- Problem statement -
Your task is to restate exactly the lines from the one holding "global fmt subscriber" to the end of the entries below, inclusive.

Saved entries
*-*-*

//! Tracing subscriber setup shared by the binaries

use anyhow::Result;
use tracing_subscriber::EnvFilter;

/// Install a global fmt subscriber
///
/// `RUST_LOG` wins when set; otherwise `default_level` (e.g. "info") applies.
pub fn init_tracing(default_level: &str) -> Result<()> {
    let filter = EnvFilter::try_from_default_env()
        .or_else(|_| EnvFilter::try_new(default_level))
        .map_err(|e| anyhow::anyhow!("Invalid log level {:?}: {}", default_level, e))?;

    tracing_subscriber::fmt()
        .with_env_filter(filter)
        .with_writer(std::io::stderr)
        .try_init()
        .map_err(|e| anyhow::anyhow!("setting default subscriber failed: {}", e))?;

    Ok(())
}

*-*-*

- Solution to this exercise -
/// Install a global fmt subscriber
///
/// `RUST_LOG` wins when set; otherwise `default_level` (e.g. "info") applies.
pub fn init_tracing(default_level: &str) -> Result<()> {
    let filter = EnvFilter::try_from_default_env()
        .or_else(|_| EnvFilter::try_new(default_level))
        .map_err(|e| anyhow::anyhow!("Invalid log level {:?}: {}", default_level, e))?;

    tracing_subscriber::fmt()
        .with_env_filter(filter)
        .with_writer(std::io::stderr)
        .try_init()
        .map_err(|e| anyhow::anyhow!("setting default subscriber failed: {}", e))?;

    Ok(())
}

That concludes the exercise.